Saved entries:
------

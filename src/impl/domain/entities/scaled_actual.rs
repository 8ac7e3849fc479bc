use super::component::Component;

/// An actual outcome expressed as a share of GDP.
#[derive(Debug, Clone, PartialEq)]
pub struct ScaledActualRow {
    pub component: Component,
    pub category: String,
    pub subcategory: String,
    pub fiscal_year: i32,
    pub actual_value: f64,
    /// GDP for the fiscal year; `None` when not recorded.
    pub gdp: Option<f64>,
    /// `actual_value / GDP * 100`; `None` when GDP is missing or zero.
    pub actuals_pct_gdp: Option<f64>,
}
/// Actual GDP for one fiscal year, used as the denominator for
/// percent-of-GDP scaling.
#[derive(Debug, Clone, PartialEq)]
pub struct GdpRecord {
    pub fiscal_year: i32,
    pub gdp: f64,
}
use chrono::NaiveDate;

use super::component::{Component, Season};

/// One projected value from a baseline vintage.
///
/// A vintage (identified by `baseline_date`) projects each target fiscal year
/// at an ordinal distance `projected_year_number` of 1 ("budget year") through
/// 11; a 0 marks a backcast row, which never reaches final output.
#[derive(Debug, Clone, PartialEq)]
pub struct BaselineRecord {
    pub component: Component,
    pub category: String,
    pub subcategory: String,
    pub projected_fiscal_year: i32,
    pub projected_year_number: i32,
    pub winter_flag: bool,
    pub spring_flag: bool,
    pub baseline_date: NaiveDate,
    pub value: f64,
}

impl BaselineRecord {
    pub fn season_flag(&self, season: Season) -> bool {
        match season {
            Season::Winter => self.winter_flag,
            Season::Spring => self.spring_flag,
        }
    }
}
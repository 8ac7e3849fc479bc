use std::{fmt, str::FromStr};

use crate::errors::Error;

/// The fiscal measure being projected.
///
/// Every per-component rule in the pipeline (authoritative baseline season,
/// legislative-change semantics, error metric, sign convention) dispatches on
/// this enum, so adding a component forces every rule to be revisited.
#[derive(Debug, Clone, Copy, PartialEq, Eq, Hash)]
pub enum Component {
    Outlay,
    Revenue,
    Deficit,
    Debt,
}

pub const ALL_COMPONENTS: [Component; 4] = [
    Component::Outlay,
    Component::Revenue,
    Component::Deficit,
    Component::Debt,
];

/// Release season of a baseline vintage.
#[derive(Debug, Clone, Copy, PartialEq, Eq)]
pub enum Season {
    Winter,
    Spring,
}

/// Which denominator a component's relative projection error uses.
#[derive(Debug, Clone, Copy, PartialEq, Eq)]
pub enum ErrorMetric {
    /// Error as a percent of GDP (deficit, debt).
    PctGdp,
    /// Error as a percent of the actual outcome (outlay, revenue).
    PctActual,
}

impl Component {
    pub fn as_str(&self) -> &'static str {
        match self {
            Component::Outlay => "outlay",
            Component::Revenue => "revenue",
            Component::Deficit => "deficit",
            Component::Debt => "debt",
        }
    }

    /// The baseline season scored for this component. Revenue accuracy is
    /// measured against Winter baselines; everything else against Spring.
    pub fn baseline_season(&self) -> Season {
        match self {
            Component::Revenue => Season::Winter,
            Component::Outlay | Component::Deficit | Component::Debt => Season::Spring,
        }
    }

    /// Column label for the attributed legislative-change value. Debt carries
    /// its own label even though its changes originate from deficit records.
    pub fn legislative_change_label(&self) -> &'static str {
        match self {
            Component::Outlay => "legislative_outlay_change",
            Component::Revenue => "legislative_revenue_change",
            Component::Deficit => "legislative_deficit_change",
            Component::Debt => "legislative_debt_change",
        }
    }

    /// A deficit that came in lower than projected is recorded as a favorable
    /// (negative) error, so the raw error sign is flipped for deficit only.
    pub fn inverts_error_sign(&self) -> bool {
        matches!(self, Component::Deficit)
    }

    pub fn error_metric(&self) -> ErrorMetric {
        match self {
            Component::Deficit | Component::Debt => ErrorMetric::PctGdp,
            Component::Outlay | Component::Revenue => ErrorMetric::PctActual,
        }
    }

    /// Column label for the relative error metric of this component.
    pub fn error_metric_label(&self) -> &'static str {
        match self.error_metric() {
            ErrorMetric::PctGdp => "projection_error_pct_GDP",
            ErrorMetric::PctActual => "projection_error_pct_actual",
        }
    }
}

impl FromStr for Component {
    type Err = Error;

    fn from_str(s: &str) -> Result<Self, Self::Err> {
        match s {
            "outlay" => Ok(Component::Outlay),
            "revenue" => Ok(Component::Revenue),
            "deficit" => Ok(Component::Deficit),
            "debt" => Ok(Component::Debt),
            other => Err(Error::InvalidComponent {
                name: other.to_string(),
            }),
        }
    }
}

impl fmt::Display for Component {
    fn fmt(&self, f: &mut fmt::Formatter<'_>) -> fmt::Result {
        f.write_str(self.as_str())
    }
}

#[cfg(test)]
mod tests {
    use super::*;

    #[test]
    fn parses_known_components() {
        for (s, c) in [
            ("outlay", Component::Outlay),
            ("revenue", Component::Revenue),
            ("deficit", Component::Deficit),
            ("debt", Component::Debt),
        ] {
            assert_eq!(s.parse::<Component>().unwrap(), c);
        }
    }

    #[test]
    fn rejects_unknown_component() {
        assert!(matches!(
            "interest".parse::<Component>(),
            Err(Error::InvalidComponent { .. })
        ));
    }

    #[test]
    fn revenue_scores_winter_baselines() {
        assert_eq!(Component::Revenue.baseline_season(), Season::Winter);
        assert_eq!(Component::Outlay.baseline_season(), Season::Spring);
        assert_eq!(Component::Deficit.baseline_season(), Season::Spring);
        assert_eq!(Component::Debt.baseline_season(), Season::Spring);
    }

    #[test]
    fn only_deficit_inverts_sign() {
        assert!(Component::Deficit.inverts_error_sign());
        assert!(!Component::Debt.inverts_error_sign());
        assert!(!Component::Outlay.inverts_error_sign());
        assert!(!Component::Revenue.inverts_error_sign());
    }
}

------

Activity:
A complete answer reproduces every line of the records in which the word "FromStr" occurs.

Output:
use std::{fmt, str::FromStr};
impl FromStr for Component {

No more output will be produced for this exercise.